## Exercise objective
Within the entries below, the lines from the one with "AI content-mood analysis" through the one with "const MAX_ANALYSIS_CHARS: usize = 2000;" are to be set down exactly, both ends kept.

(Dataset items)
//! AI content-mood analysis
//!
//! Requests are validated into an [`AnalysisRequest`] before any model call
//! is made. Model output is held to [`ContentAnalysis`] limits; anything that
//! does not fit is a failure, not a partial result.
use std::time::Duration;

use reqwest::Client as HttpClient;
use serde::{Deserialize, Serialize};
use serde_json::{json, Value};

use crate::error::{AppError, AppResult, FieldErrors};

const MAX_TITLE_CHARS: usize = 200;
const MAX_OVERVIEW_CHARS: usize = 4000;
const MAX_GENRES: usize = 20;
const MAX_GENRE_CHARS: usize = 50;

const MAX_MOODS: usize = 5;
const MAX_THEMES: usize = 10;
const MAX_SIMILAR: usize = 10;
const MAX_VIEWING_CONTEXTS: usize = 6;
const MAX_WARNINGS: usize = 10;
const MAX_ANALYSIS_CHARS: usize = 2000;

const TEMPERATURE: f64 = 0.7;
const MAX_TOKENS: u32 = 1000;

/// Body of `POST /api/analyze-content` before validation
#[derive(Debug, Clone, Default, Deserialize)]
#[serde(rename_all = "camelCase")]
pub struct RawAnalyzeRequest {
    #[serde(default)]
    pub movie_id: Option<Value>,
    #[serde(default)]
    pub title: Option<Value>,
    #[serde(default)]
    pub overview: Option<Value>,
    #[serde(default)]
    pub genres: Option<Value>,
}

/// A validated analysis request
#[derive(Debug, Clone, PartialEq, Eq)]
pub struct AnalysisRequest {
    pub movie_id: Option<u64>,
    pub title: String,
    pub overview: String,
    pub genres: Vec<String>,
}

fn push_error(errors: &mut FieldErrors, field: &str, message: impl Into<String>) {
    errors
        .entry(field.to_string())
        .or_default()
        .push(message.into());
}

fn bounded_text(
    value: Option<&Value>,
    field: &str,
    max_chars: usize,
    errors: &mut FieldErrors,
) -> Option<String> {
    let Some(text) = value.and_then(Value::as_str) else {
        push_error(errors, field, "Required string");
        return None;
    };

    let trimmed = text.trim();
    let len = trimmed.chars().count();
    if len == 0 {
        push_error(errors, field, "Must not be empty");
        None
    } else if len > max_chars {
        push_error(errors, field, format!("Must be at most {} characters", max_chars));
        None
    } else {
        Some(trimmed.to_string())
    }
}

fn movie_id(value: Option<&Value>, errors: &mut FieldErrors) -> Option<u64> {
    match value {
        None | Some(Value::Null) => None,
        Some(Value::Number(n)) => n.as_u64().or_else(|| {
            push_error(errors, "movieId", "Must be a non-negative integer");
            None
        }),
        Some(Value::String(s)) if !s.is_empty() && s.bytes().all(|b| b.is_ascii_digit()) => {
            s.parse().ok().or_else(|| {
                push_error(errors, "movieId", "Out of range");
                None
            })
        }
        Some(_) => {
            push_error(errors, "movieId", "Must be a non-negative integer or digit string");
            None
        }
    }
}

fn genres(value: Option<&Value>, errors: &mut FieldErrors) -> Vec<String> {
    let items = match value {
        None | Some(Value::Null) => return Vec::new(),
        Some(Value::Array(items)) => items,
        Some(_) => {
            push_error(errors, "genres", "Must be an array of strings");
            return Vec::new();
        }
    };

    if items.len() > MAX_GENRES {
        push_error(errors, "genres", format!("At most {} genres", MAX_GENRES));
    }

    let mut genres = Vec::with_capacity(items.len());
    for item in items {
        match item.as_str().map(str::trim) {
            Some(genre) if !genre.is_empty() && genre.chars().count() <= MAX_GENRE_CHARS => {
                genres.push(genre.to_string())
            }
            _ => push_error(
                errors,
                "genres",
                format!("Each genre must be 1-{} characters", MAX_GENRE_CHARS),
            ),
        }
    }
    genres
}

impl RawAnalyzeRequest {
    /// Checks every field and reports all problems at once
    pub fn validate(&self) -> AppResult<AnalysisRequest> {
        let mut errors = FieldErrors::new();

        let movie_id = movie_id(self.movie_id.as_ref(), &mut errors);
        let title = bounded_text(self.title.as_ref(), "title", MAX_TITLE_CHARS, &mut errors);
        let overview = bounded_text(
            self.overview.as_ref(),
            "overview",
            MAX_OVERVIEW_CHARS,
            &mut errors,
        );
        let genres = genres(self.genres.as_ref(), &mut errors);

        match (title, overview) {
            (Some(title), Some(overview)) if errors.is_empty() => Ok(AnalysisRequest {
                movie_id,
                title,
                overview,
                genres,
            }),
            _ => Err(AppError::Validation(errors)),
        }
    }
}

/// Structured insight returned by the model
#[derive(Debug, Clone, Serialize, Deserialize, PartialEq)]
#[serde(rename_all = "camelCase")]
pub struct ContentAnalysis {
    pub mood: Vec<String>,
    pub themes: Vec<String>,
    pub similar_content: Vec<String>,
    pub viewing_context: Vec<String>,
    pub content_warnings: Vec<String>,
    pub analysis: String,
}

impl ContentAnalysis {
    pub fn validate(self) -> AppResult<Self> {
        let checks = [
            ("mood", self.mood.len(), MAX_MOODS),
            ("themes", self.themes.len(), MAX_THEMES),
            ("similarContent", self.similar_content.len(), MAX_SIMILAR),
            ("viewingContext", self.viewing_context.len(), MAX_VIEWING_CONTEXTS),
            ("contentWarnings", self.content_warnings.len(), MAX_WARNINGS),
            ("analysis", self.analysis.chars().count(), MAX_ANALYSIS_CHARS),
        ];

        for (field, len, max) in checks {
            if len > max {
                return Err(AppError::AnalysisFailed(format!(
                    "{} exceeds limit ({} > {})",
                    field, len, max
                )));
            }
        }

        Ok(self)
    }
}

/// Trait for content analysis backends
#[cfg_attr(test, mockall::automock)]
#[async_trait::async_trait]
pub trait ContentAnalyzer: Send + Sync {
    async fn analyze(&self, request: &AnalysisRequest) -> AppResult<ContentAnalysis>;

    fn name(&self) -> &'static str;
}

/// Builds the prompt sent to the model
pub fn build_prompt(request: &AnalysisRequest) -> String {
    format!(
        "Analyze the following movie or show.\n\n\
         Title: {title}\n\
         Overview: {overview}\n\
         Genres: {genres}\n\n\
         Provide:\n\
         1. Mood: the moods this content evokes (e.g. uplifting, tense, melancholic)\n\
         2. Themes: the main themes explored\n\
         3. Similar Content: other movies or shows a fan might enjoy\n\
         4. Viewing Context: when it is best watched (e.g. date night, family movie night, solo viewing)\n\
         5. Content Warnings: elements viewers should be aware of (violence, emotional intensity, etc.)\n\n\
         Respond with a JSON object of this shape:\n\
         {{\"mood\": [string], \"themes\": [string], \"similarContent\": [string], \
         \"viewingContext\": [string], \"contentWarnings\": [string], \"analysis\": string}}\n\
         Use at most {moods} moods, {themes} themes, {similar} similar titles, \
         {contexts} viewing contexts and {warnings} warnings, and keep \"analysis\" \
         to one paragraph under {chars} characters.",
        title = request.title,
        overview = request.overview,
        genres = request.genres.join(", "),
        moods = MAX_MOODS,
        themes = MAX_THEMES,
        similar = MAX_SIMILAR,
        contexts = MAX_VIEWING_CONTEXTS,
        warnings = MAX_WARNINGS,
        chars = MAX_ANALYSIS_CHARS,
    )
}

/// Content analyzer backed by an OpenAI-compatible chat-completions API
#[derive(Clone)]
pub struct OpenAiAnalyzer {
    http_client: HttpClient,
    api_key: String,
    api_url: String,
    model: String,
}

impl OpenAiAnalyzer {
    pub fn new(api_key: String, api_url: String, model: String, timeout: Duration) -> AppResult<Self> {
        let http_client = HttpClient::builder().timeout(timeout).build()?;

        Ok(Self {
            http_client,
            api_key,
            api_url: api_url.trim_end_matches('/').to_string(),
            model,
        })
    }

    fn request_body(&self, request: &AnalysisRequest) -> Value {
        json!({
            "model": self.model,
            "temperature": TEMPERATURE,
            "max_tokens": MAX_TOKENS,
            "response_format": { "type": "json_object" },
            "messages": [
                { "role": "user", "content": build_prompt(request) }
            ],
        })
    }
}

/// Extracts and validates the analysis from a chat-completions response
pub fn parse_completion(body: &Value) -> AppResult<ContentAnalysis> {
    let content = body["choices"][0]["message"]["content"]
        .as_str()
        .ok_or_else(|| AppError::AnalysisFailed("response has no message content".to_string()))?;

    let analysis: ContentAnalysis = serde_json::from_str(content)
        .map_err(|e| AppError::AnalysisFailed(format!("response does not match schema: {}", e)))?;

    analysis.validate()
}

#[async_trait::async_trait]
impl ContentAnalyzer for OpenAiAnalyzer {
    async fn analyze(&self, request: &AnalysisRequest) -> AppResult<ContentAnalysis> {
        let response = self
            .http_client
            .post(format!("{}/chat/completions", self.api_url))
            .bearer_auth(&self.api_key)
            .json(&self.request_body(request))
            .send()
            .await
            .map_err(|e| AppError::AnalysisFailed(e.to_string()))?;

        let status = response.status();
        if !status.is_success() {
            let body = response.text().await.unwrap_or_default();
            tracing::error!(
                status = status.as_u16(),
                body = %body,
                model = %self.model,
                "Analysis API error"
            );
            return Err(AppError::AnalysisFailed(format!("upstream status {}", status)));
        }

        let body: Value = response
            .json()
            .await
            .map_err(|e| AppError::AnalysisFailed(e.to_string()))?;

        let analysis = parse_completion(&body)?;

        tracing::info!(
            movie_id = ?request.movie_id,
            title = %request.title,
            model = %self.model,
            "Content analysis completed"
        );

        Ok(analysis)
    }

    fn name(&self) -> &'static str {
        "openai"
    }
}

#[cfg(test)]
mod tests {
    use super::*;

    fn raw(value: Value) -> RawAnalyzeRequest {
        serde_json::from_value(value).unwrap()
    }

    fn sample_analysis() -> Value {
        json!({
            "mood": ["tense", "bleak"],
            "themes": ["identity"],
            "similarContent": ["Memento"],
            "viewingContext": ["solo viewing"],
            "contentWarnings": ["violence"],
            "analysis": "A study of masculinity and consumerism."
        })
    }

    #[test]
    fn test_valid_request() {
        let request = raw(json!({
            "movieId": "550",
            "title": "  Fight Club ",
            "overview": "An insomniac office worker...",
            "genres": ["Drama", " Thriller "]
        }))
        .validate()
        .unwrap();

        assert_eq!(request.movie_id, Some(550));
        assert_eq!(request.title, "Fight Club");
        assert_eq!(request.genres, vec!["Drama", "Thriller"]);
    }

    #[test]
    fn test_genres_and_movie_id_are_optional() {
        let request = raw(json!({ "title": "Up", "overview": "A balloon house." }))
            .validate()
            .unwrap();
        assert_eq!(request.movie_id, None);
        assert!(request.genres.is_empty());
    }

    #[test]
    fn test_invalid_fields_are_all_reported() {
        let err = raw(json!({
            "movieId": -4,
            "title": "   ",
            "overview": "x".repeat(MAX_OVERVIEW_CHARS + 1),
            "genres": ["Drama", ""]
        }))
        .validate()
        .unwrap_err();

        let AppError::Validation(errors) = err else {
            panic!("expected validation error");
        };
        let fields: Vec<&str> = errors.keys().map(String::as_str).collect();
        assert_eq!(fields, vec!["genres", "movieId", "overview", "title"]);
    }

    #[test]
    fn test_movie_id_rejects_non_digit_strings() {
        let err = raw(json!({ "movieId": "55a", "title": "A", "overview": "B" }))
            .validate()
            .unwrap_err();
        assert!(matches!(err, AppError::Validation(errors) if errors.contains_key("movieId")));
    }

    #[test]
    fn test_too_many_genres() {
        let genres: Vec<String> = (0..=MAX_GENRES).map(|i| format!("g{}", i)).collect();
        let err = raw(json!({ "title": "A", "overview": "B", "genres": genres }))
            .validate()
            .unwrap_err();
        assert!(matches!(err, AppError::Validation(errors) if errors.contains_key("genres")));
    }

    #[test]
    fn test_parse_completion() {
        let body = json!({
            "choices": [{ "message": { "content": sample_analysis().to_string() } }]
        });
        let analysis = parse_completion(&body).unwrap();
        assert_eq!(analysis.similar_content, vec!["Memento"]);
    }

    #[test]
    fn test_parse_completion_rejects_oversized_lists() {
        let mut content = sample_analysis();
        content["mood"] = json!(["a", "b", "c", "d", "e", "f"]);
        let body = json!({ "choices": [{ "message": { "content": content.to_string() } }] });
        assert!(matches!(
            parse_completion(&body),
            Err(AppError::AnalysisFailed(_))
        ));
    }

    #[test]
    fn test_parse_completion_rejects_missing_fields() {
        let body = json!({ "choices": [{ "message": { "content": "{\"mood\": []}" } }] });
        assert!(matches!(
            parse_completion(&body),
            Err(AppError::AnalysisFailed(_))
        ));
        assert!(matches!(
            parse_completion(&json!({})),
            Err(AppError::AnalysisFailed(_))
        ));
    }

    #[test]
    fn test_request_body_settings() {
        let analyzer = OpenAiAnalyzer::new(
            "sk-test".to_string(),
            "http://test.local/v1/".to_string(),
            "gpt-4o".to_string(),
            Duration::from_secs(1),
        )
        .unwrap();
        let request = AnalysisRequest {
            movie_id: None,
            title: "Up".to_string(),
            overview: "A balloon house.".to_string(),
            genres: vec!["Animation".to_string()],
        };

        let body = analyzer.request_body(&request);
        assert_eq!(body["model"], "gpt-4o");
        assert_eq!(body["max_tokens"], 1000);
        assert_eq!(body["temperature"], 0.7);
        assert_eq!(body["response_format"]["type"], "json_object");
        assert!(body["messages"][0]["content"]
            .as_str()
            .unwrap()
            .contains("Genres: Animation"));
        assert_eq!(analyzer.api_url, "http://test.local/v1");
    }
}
...
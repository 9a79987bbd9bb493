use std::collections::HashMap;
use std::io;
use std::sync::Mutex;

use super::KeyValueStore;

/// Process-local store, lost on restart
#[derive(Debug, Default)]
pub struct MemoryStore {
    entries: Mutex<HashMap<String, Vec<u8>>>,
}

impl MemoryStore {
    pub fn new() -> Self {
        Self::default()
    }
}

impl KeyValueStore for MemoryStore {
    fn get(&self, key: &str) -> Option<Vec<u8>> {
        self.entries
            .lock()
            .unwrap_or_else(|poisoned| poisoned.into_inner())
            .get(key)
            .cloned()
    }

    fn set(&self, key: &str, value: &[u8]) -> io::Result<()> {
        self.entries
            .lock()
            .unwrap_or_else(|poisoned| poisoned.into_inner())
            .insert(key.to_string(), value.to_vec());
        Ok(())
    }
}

## Answer below
//! AI content-mood analysis
//!
//! Requests are validated into an [`AnalysisRequest`] before any model call
//! is made. Model output is held to [`ContentAnalysis`] limits; anything that
//! does not fit is a failure, not a partial result.
use std::time::Duration;

use reqwest::Client as HttpClient;
use serde::{Deserialize, Serialize};
use serde_json::{json, Value};

use crate::error::{AppError, AppResult, FieldErrors};

const MAX_TITLE_CHARS: usize = 200;
const MAX_OVERVIEW_CHARS: usize = 4000;
const MAX_GENRES: usize = 20;
const MAX_GENRE_CHARS: usize = 50;

const MAX_MOODS: usize = 5;
const MAX_THEMES: usize = 10;
const MAX_SIMILAR: usize = 10;
const MAX_VIEWING_CONTEXTS: usize = 6;
const MAX_WARNINGS: usize = 10;
const MAX_ANALYSIS_CHARS: usize = 2000;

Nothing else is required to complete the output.